Among the entries below, please repeat exactly and only the lines from the line containing "use std::hash::Hash;" to the line containing "let shared: Shared<BoxFuture<'static, T>>", both lines included.
========
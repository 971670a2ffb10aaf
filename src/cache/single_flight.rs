//! Request de-duplication
//!
//! Concurrent callers asking for the same key while a computation is in
//! flight await that computation instead of starting their own. The
//! in-flight entry removes itself when the computation finishes, so the next
//! caller after completion starts fresh.
//!
//! The map only holds a weak handle: once every waiter is gone (a torn-down
//! subscription, say) the computation is dropped with them.

use std::collections::HashMap;
use std::future::Future;
use std::hash::Hash;
use std::sync::atomic::{AtomicU64, Ordering};
use std::sync::{Arc, Mutex, MutexGuard, PoisonError};

use futures::future::{BoxFuture, FutureExt, Shared, WeakShared};

type InFlight<K, T> = Arc<Mutex<HashMap<K, (u64, WeakShared<BoxFuture<'static, T>>)>>>;

pub struct SingleFlight<K, T: Clone> {
    in_flight: InFlight<K, T>,
    generation: AtomicU64,
}

impl<K, T: Clone> Default for SingleFlight<K, T> {
    fn default() -> Self {
        Self {
            in_flight: Arc::new(Mutex::new(HashMap::new())),
            generation: AtomicU64::new(0),
        }
    }
}

fn lock<K, T: Clone>(map: &InFlight<K, T>) -> MutexGuard<'_, HashMap<K, (u64, WeakShared<BoxFuture<'static, T>>)>> {
    map.lock().unwrap_or_else(PoisonError::into_inner)
}

impl<K, T> SingleFlight<K, T>
where
    K: Hash + Eq + Clone + Send + Sync + 'static,
    T: Clone + Send + Sync + 'static,
{
    pub fn new() -> Self {
        Self::default()
    }

    /// Run `make()` for `key` unless a run for `key` is already in flight, in
    /// which case its result is awaited instead. `make` is only called by
    /// the caller that starts the run.
    pub async fn run<F, Fut>(&self, key: K, make: F) -> T
    where
        F: FnOnce() -> Fut,
        Fut: Future<Output = T> + Send + 'static,
    {
        let shared = {
            let mut in_flight = lock(&self.in_flight);
            match in_flight.get(&key).and_then(|(_, weak)| weak.upgrade()) {
                Some(shared) => shared,
                None => {
                    // abandoned runs leave dead handles behind
                    in_flight.retain(|_, (_, weak)| weak.upgrade().is_some());
                    let generation = self.generation.fetch_add(1, Ordering::Relaxed);
                    let map = Arc::clone(&self.in_flight);
                    let cleanup_key = key.clone();
                    let work = make();
                    let shared: Shared<BoxFuture<'static, T>> = async move {
                        let value = work.await;
                        let mut in_flight = lock(&map);
                        if in_flight.get(&cleanup_key).is_some_and(|(g, _)| *g == generation) {
                            in_flight.remove(&cleanup_key);
                        }
                        value
                    }
                    .boxed()
                    .shared();
                    if let Some(weak) = shared.downgrade() {
                        in_flight.insert(key, (generation, weak));
                    }
                    shared
                }
            }
        };
        shared.await
    }

    pub fn is_in_flight(&self, key: &K) -> bool {
        lock(&self.in_flight)
            .get(key)
            .is_some_and(|(_, weak)| weak.upgrade().is_some())
    }

    pub fn len(&self) -> usize {
        lock(&self.in_flight)
            .values()
            .filter(|(_, weak)| weak.upgrade().is_some())
            .count()
    }

    pub fn is_empty(&self) -> bool {
        self.len() == 0
    }
}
========
- _Answer space_
use std::hash::Hash;
use std::sync::atomic::{AtomicU64, Ordering};
use std::sync::{Arc, Mutex, MutexGuard, PoisonError};

use futures::future::{BoxFuture, FutureExt, Shared, WeakShared};

type InFlight<K, T> = Arc<Mutex<HashMap<K, (u64, WeakShared<BoxFuture<'static, T>>)>>>;

pub struct SingleFlight<K, T: Clone> {
    in_flight: InFlight<K, T>,
    generation: AtomicU64,
}

impl<K, T: Clone> Default for SingleFlight<K, T> {
    fn default() -> Self {
        Self {
            in_flight: Arc::new(Mutex::new(HashMap::new())),
            generation: AtomicU64::new(0),
        }
    }
}

fn lock<K, T: Clone>(map: &InFlight<K, T>) -> MutexGuard<'_, HashMap<K, (u64, WeakShared<BoxFuture<'static, T>>)>> {
    map.lock().unwrap_or_else(PoisonError::into_inner)
}

impl<K, T> SingleFlight<K, T>
where
    K: Hash + Eq + Clone + Send + Sync + 'static,
    T: Clone + Send + Sync + 'static,
{
    pub fn new() -> Self {
        Self::default()
    }

    /// Run `make()` for `key` unless a run for `key` is already in flight, in
    /// which case its result is awaited instead. `make` is only called by
    /// the caller that starts the run.
    pub async fn run<F, Fut>(&self, key: K, make: F) -> T
    where
        F: FnOnce() -> Fut,
        Fut: Future<Output = T> + Send + 'static,
    {
        let shared = {
            let mut in_flight = lock(&self.in_flight);
            match in_flight.get(&key).and_then(|(_, weak)| weak.upgrade()) {
                Some(shared) => shared,
                None => {
                    // abandoned runs leave dead handles behind
                    in_flight.retain(|_, (_, weak)| weak.upgrade().is_some());
                    let generation = self.generation.fetch_add(1, Ordering::Relaxed);
                    let map = Arc::clone(&self.in_flight);
                    let cleanup_key = key.clone();
                    let work = make();
                    let shared: Shared<BoxFuture<'static, T>> = async move {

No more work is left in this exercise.